Di pagi yang tenang, udara di pegunungan terasa lebih berat dari biasanya. Langit tampak suram, seolah alam pun tahu bahwa sesuatu yang besar akan segera terjadi. Shen Wei berdiri di atas tebing, mengenakan jubah hitam dengan rambut panjangnya yang berkibar diterpa angin. Pandangannya tajam, menatap ke kejauhan di mana ancaman yang ia rasakan semakin mendekat.
Di belakangnya, murid-muridnya berdiri dengan penuh hormat. Mei Er, Lin Xia, Yu Lan, dan Chen Guang menunggu instruksi dari senior mereka. Wajah mereka mencerminkan kegelisahan, tetapi juga tekad yang kuat.
"Senior, kau mengatakan bahwa perang akan segera datang," Mei Er akhirnya memecah keheningan. "Siapa yang menjadi musuh kita?"
Shen Wei menatap murid-muridnya satu per satu sebelum menjawab. "Sekte Kegelapan dan pasukan iblis dari utara. Mereka telah bergerak, dan aku yakin tujuan mereka adalah menguasai dunia ini."
Chen Guang mengepalkan tinjunya. "Lalu, apa yang harus kita lakukan, Senior?"
Shen Wei menatap langit, lalu berkata dengan suara tenang namun penuh wibawa, "Kita harus bersiap. Mulai sekarang, pelatihan kalian tidak lagi hanya sekadar latihan biasa. Kita akan bersiap untuk perang."
Hari itu juga, latihan mereka berubah drastis. Shen Wei tidak lagi menahan diri dalam melatih murid-muridnya. Mereka harus siap menghadapi musuh yang lebih kuat dari sebelumnya.
"Lin Xia, kau harus memperkuat seranganmu. Cepat dan tajam!" Shen Wei mengawasi Lin Xia yang tengah berlatih dengan pedangnya. Lin Xia mengayunkan pedangnya dengan kecepatan tinggi, menciptakan bayangan pedang di udara.
"Yu Lan, fokus pada pertahanan dan kecepatan. Kau harus bisa menghindari serangan sebelum mereka mengenainya!" Yu Lan mengangguk dan mulai berlatih mengelak dari serangan bayangan yang diciptakan Shen Wei.
"Chen Guang, kau memiliki kekuatan fisik yang luar biasa, tetapi itu belum cukup. Kau harus mengontrol energimu dengan lebih baik!"
Chen Guang mengayunkan tombaknya dengan penuh tenaga, menyebabkan ledakan energi yang menghancurkan batu-batu di sekitarnya.
Sementara itu, Mei Er berlatih sendirian, mengendalikan energi spiritualnya dengan lebih presisi. Dia tahu bahwa dia harus lebih kuat jika ingin bertarung di sisi Shen Wei.
Saat matahari mulai tenggelam, latihan mereka baru selesai. Semua murid terlihat lelah, tetapi mereka juga merasa lebih kuat dari sebelumnya.

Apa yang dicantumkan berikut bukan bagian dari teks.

//! The follow-up suggestion flow.
//!
//! When a structured turn closes and its final payload carries a
//! `suggestions` list, two transient prompt messages are appended to
//! the timeline: a text bubble asking the first candidate's follow-up
//! question, and a structured message whose `actions` list the UI
//! renders as quick-reply buttons. One action per candidate applies
//! that candidate's suggested code, and a trailing generic action asks
//! the assistant for another suggestion. The prompts live until the
//! user acts on them or the conversation moves on.

use serde::{Deserialize, Serialize};
use serde_json::{Map, Value};

use crate::timeline::{MessageBody, MessageId, MessageSender, Timeline};

/// Label of the trailing action every suggestion set ends with.
pub const ASK_AGAIN_LABEL: &str = "No, try another suggestion";

/// One suggestion offered by the assistant.
#[derive(Clone, Debug, PartialEq, Serialize, Deserialize)]
#[serde(rename_all = "camelCase")]
pub struct SuggestionCandidate {
    /// The question the prompt bubble asks.
    pub follow_up_question: String,
    /// Label of the action that applies this candidate.
    pub follow_up_action: String,
    /// Code the candidate wants applied to the editor.
    #[serde(default, skip_serializing_if = "Option::is_none")]
    pub code_snippet: Option<String>,
}

/// What selecting an action does.
#[derive(Clone, Copy, Debug, PartialEq, Eq, Serialize, Deserialize)]
pub enum ActionKind {
    /// Apply the candidate's suggested code to the editor. The prompts
    /// stay up so the user can still pick another action.
    #[serde(rename = "retry")]
    ApplyCode,
    /// Ask the assistant to propose something else. Starts a new turn
    /// from the action label and removes the prompts.
    #[serde(rename = "ask_again")]
    AskAgain,
}

/// One selectable follow-up action.
#[derive(Clone, Debug, PartialEq, Serialize, Deserialize)]
pub struct SuggestionAction {
    /// Text the UI shows on the quick-reply button.
    pub label: String,
    /// What selecting it does.
    pub key: ActionKind,
}

/// A registered suggestion set, tied to the two transient prompt
/// messages it appended.
#[derive(Debug)]
pub(crate) struct SuggestionSet {
    pub(crate) candidates: Vec<SuggestionCandidate>,
    pub(crate) actions: Vec<SuggestionAction>,
    pub(crate) prompt_id: MessageId,
    pub(crate) panel_id: MessageId,
}

/// Parses the suggestion candidates out of a structured payload.
///
/// Returns `None` when the payload has no usable, non-empty candidate
/// list. Callers fail soft and leave the timeline as merged.
pub(crate) fn parse_candidates(
    body: &Map<String, Value>,
) -> Option<Vec<SuggestionCandidate>> {
    let raw = body.get("suggestions")?;
    let candidates: Vec<SuggestionCandidate> =
        serde_json::from_value(raw.clone()).ok()?;
    if candidates.is_empty() {
        return None;
    }
    Some(candidates)
}

/// Appends the transient prompt messages for `candidates` and returns
/// the registered set.
///
/// The panel message body has the shape `{"actions": [...]}`, with the
/// actions ordered like the candidates plus the trailing
/// [`ASK_AGAIN_LABEL`] entry.
pub(crate) fn present(
    timeline: &mut Timeline,
    candidates: Vec<SuggestionCandidate>,
) -> SuggestionSet {
    let mut actions: Vec<SuggestionAction> = candidates
        .iter()
        .map(|candidate| SuggestionAction {
            label: candidate.follow_up_action.clone(),
            key: ActionKind::ApplyCode,
        })
        .collect();
    actions.push(SuggestionAction {
        label: ASK_AGAIN_LABEL.to_owned(),
        key: ActionKind::AskAgain,
    });

    let prompt_id = timeline.push(
        MessageSender::Assistant,
        MessageBody::Text(candidates[0].follow_up_question.clone()),
        true,
    );

    let mut panel = Map::new();
    panel.insert(
        "actions".to_owned(),
        serde_json::to_value(&actions).unwrap_or(Value::Null),
    );
    let panel_id = timeline.push(
        MessageSender::Assistant,
        MessageBody::Structured(panel),
        true,
    );

    SuggestionSet {
        candidates,
        actions,
        prompt_id,
        panel_id,
    }
}

#[cfg(test)]
mod tests {
    use serde_json::json;

    use super::*;

    fn payload(value: Value) -> Map<String, Value> {
        match value {
            Value::Object(map) => map,
            _ => unreachable!("payload must be an object"),
        }
    }

    #[test]
    fn test_parse_candidates() {
        let body = payload(json!({
            "suggestions": [{
                "followUpQuestion": "Should I fix the expression?",
                "followUpAction": "Fix the expression",
                "codeSnippet": "return $json.item;",
            }],
        }));

        let candidates = parse_candidates(&body).unwrap();
        assert_eq!(candidates.len(), 1);
        assert_eq!(
            candidates[0].follow_up_question,
            "Should I fix the expression?"
        );
        assert_eq!(
            candidates[0].code_snippet.as_deref(),
            Some("return $json.item;")
        );
    }

    #[test]
    fn test_parse_candidates_fails_soft() {
        // No list at all.
        assert!(parse_candidates(&payload(json!({"other": 1}))).is_none());
        // An empty list.
        assert!(
            parse_candidates(&payload(json!({"suggestions": []}))).is_none()
        );
        // A candidate missing its required fields.
        let body = payload(json!({
            "suggestions": [{ "followUpQuestion": "Only half there?" }],
        }));
        assert!(parse_candidates(&body).is_none());
    }

    #[test]
    fn test_present_appends_transient_prompts() {
        let mut timeline = Timeline::new();
        let candidates = vec![SuggestionCandidate {
            follow_up_question: "Should I fix the expression?".to_owned(),
            follow_up_action: "Fix the expression".to_owned(),
            code_snippet: None,
        }];

        let set = present(&mut timeline, candidates);

        let messages = timeline.messages();
        assert_eq!(messages.len(), 2);
        assert!(messages.iter().all(|msg| msg.transient));
        assert_eq!(
            messages[0].body.as_text(),
            Some("Should I fix the expression?")
        );

        let panel = messages[1].body.as_structured().unwrap();
        assert_eq!(
            panel.get("actions"),
            Some(&json!([
                { "label": "Fix the expression", "key": "retry" },
                { "label": ASK_AGAIN_LABEL, "key": "ask_again" },
            ]))
        );

        assert_eq!(set.actions.len(), 2);
        assert_eq!(set.prompt_id, messages[0].id);
        assert_eq!(set.panel_id, messages[1].id);
    }
}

Di malam hari, saat murid-muridnya beristirahat, Shen Wei duduk di dekat api unggun, menatap langit berbintang.
Mei Er perlahan mendekat, membawa teh panas di tangannya. "Senior, kau terlihat gelisah," katanya lembut.
Shen Wei menerima cangkir teh itu dan menghela napas. "Aku hanya berpikir... apakah aku telah membuat keputusan yang benar?"
Mei Er duduk di sampingnya. "Senior selalu membuat keputusan terbaik untuk kami semua."
Shen Wei tersenyum tipis. "Aku hanya tidak ingin kehilangan kalian."
Mei Er menundukkan kepalanya, wajahnya memerah sedikit. "Kami juga tidak ingin kehilangan Senior."
Keheningan menyelimuti mereka sesaat sebelum Shen Wei berbicara lagi. "Mei Er, jika sesuatu terjadi padaku, jaga yang lain."
Mei Er segera menatapnya dengan cemas. "Jangan katakan itu, Senior! Tidak ada yang bisa mengalahkanmu!"
Shen Wei tersenyum, tetapi di dalam hatinya, dia tahu bahwa perang ini tidak akan mudah.
Di kejauhan, awan hitam mulai berkumpul, pertanda bahwa badai akan segera datang.
"Besok... kita akan mulai perjalanan menuju medan perang," Shen Wei berkata dalam hati.